Vous avez dit que des cinéastes tels que Régis Wargnier ou Lucas Belvaux ont aimé vous filmer. Pas les autres ?
Au début j’ai entendu tellement de commentaires sur mon visage ! On disait que je n’avais pas un visage à la mode, ou qu’il n’était pas comme ceci ou comme cela…
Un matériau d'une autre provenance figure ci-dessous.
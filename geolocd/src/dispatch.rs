//! Opcode dispatch table.
//!
//! Providers that expose many commands through one entry point register one
//! bound method per opcode and route requests with [`DispatchTable::dispatch`]
//! instead of a hand-written conditional chain.

use std::collections::HashMap;
use std::fmt::Debug;
use std::hash::Hash;

use serde_json::Value;
use thiserror::Error;

/// Method bound to an opcode. Receives the target object and the decoded
/// request payload; returns whether the command succeeded.
pub type BoundMethod<T> = fn(&T, &Value) -> bool;

/// Registration errors.
#[derive(Debug, Clone, PartialEq, Eq, Error)]
pub enum DispatchError {
    /// Each opcode maps to exactly one method per table.
    #[error("Opcode {opcode} is already registered in the {table} table")]
    AlreadyRegistered { table: &'static str, opcode: String },
}

/// Opcode → method table for one target type.
pub struct DispatchTable<T, Op> {
    name: &'static str,
    entries: HashMap<Op, BoundMethod<T>>,
}

impl<T, Op> DispatchTable<T, Op>
where
    Op: Copy + Eq + Hash + Debug,
{
    pub fn new(name: &'static str) -> Self {
        Self {
            name,
            entries: HashMap::new(),
        }
    }

    /// Bind `method` to `opcode`. Fails if the opcode is already bound.
    pub fn register(&mut self, opcode: Op, method: BoundMethod<T>) -> Result<(), DispatchError> {
        if self.entries.contains_key(&opcode) {
            return Err(DispatchError::AlreadyRegistered {
                table: self.name,
                opcode: format!("{:?}", opcode),
            });
        }
        self.entries.insert(opcode, method);
        Ok(())
    }

    /// Invoke the method bound to `opcode` on `target`.
    ///
    /// Returns `false` for unregistered opcodes, otherwise the method's result.
    pub fn dispatch(&self, target: &T, opcode: Op, data: &Value) -> bool {
        match self.entries.get(&opcode) {
            Some(method) => {
                tracing::trace!(table = self.name, opcode = ?opcode, "Dispatching command");
                method(target, data)
            }
            None => {
                tracing::debug!(table = self.name, opcode = ?opcode, "Unsupported opcode");
                false
            }
        }
    }

    pub fn is_registered(&self, opcode: Op) -> bool {
        self.entries.contains_key(&opcode)
    }

    pub fn len(&self) -> usize {
        self.entries.len()
    }

    pub fn is_empty(&self) -> bool {
        self.entries.is_empty()
    }

    pub fn unregister_all(&mut self) {
        self.entries.clear();
    }
}

#[cfg(test)]
mod tests {
    use super::*;
    use serde_json::json;
    use std::cell::Cell;

    #[derive(Debug, Clone, Copy, PartialEq, Eq, Hash)]
    enum Op {
        Add,
        Reset,
        Missing,
    }

    #[derive(Default)]
    struct Counter {
        value: Cell<i64>,
    }

    impl Counter {
        fn add(&self, data: &Value) -> bool {
            match data.get("by").and_then(Value::as_i64) {
                Some(by) => {
                    self.value.set(self.value.get() + by);
                    true
                }
                None => false,
            }
        }

        fn reset(&self, _data: &Value) -> bool {
            self.value.set(0);
            true
        }
    }

    fn table() -> DispatchTable<Counter, Op> {
        let mut table = DispatchTable::new("counter");
        table.register(Op::Add, Counter::add).unwrap();
        table.register(Op::Reset, Counter::reset).unwrap();
        table
    }

    #[test]
    fn test_dispatch_invokes_bound_method() {
        let table = table();
        let counter = Counter::default();

        assert!(table.dispatch(&counter, Op::Add, &json!({"by": 3})));
        assert!(table.dispatch(&counter, Op::Add, &json!({"by": 4})));
        assert_eq!(counter.value.get(), 7);

        assert!(table.dispatch(&counter, Op::Reset, &Value::Null));
        assert_eq!(counter.value.get(), 0);
    }

    #[test]
    fn test_method_result_is_returned() {
        let table = table();
        let counter = Counter::default();
        assert!(!table.dispatch(&counter, Op::Add, &json!({})));
    }

    #[test]
    fn test_unsupported_opcode() {
        let table = table();
        let counter = Counter::default();
        assert!(!table.dispatch(&counter, Op::Missing, &Value::Null));
    }

    #[test]
    fn test_duplicate_registration_fails() {
        let mut table = table();
        let err = table.register(Op::Add, Counter::reset).unwrap_err();
        assert_eq!(
            err,
            DispatchError::AlreadyRegistered {
                table: "counter",
                opcode: "Add".to_string()
            }
        );

        // The original binding is kept.
        let counter = Counter::default();
        assert!(table.dispatch(&counter, Op::Add, &json!({"by": 1})));
        assert_eq!(counter.value.get(), 1);
    }

    #[test]
    fn test_unregister_all() {
        let mut table = table();
        assert_eq!(table.len(), 2);

        table.unregister_all();
        assert!(table.is_empty());
        assert!(!table.is_registered(Op::Add));
        assert!(!table.dispatch(&Counter::default(), Op::Reset, &Value::Null));
    }
}
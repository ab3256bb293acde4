//! Web-service provider trait and request validation.

use crate::error::ErrorCode;
use crate::http::{HttpRequest, HttpTransport};
use crate::position::Position;

use super::types::{FeatureSet, GeocodeQuery, GeocodeResult, GeocodeSink, WspFeature};

/// A geocoding backend reachable over HTTP.
///
/// Both lookups return synchronously once the request has been validated
/// and submitted; the result arrives later on the sink.
pub trait WebServiceProvider: Send + Sync {
    /// Registry key.
    fn name(&self) -> &str;

    /// Features this provider supports. Read once at registration.
    fn publish_features(&self) -> FeatureSet;

    fn geocode(&self, query: GeocodeQuery, sink: Option<GeocodeSink>) -> Result<(), ErrorCode>;

    fn reverse_geocode(&self, position: Position, sink: Option<GeocodeSink>)
        -> Result<(), ErrorCode>;
}

/// Validation shared by every provider, in order: a sink is present, the
/// feature is supported, a license key is configured.
pub(super) fn check_request(
    sink: Option<GeocodeSink>,
    features: FeatureSet,
    feature: WspFeature,
    api_key: &str,
) -> Result<GeocodeSink, ErrorCode> {
    let sink = sink.ok_or(ErrorCode::WrongParameter)?;
    if !features.contains(feature) {
        return Err(ErrorCode::NotImplemented);
    }
    if api_key.trim().is_empty() {
        return Err(ErrorCode::LicenseKeyInvalid);
    }
    Ok(sink)
}

/// Submit `request` and deliver the parsed body on `sink`.
pub(super) fn submit(
    transport: &dyn HttpTransport,
    origin: &str,
    request: HttpRequest,
    sink: GeocodeSink,
    parse: fn(&[u8]) -> Result<GeocodeResult, ErrorCode>,
) -> Result<(), ErrorCode> {
    transport.submit(
        origin,
        request,
        Box::new(move |result| {
            let outcome = result.and_then(|body| parse(&body));
            if sink.send(outcome).is_err() {
                tracing::trace!("Geocode requester went away before the reply");
            }
        }),
    )?;
    Ok(())
}

#[cfg(test)]
mod tests {
    use super::*;
    use crate::wsp::geocode_channel;

    fn features() -> FeatureSet {
        [WspFeature::Geocode].into_iter().collect()
    }

    #[test]
    fn test_missing_sink_checked_first() {
        assert_eq!(
            check_request(None, FeatureSet::EMPTY, WspFeature::Geocode, "").unwrap_err(),
            ErrorCode::WrongParameter
        );
    }

    #[test]
    fn test_feature_checked_before_key() {
        let (tx, _rx) = geocode_channel();
        assert_eq!(
            check_request(Some(tx), features(), WspFeature::ReverseGeocode, "").unwrap_err(),
            ErrorCode::NotImplemented
        );
    }

    #[test]
    fn test_empty_key() {
        let (tx, _rx) = geocode_channel();
        assert_eq!(
            check_request(Some(tx), features(), WspFeature::Geocode, "  ").unwrap_err(),
            ErrorCode::LicenseKeyInvalid
        );
    }

    #[test]
    fn test_accepted() {
        let (tx, _rx) = geocode_channel();
        assert!(check_request(Some(tx), features(), WspFeature::Geocode, "key").is_ok());
    }
}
Sur un tournage, je sais assez vite si le chef opérateur va éclairer mon visage dans son originalité, ou s’il va essayer, en vain bien sûr, de me faire ressembler à Claudia Schiffer ! Dans la Femme de ma vie, Régis Wargnier m’a « détruite », ce qui était la vérité de ce personnage alcoolique. Mais lui me disait : « Il faudra que je t’offre aussi un rôle de jolie. » Il a fait ensuite Je suis le seigneur du château, où effectivement je suis belle. Quant à Lucas Belvaux, j’ai senti immédiatement qu’avec son chef opérateur, Pierre Milon, il aimait mon visage. C’était pour moi très agréable car lorsqu’il y a de la confiance, comme je le disais tout à l’heure, je me sens à la fois invincible et inventive.
Vous est-il arrivé de vous sentir trahie ?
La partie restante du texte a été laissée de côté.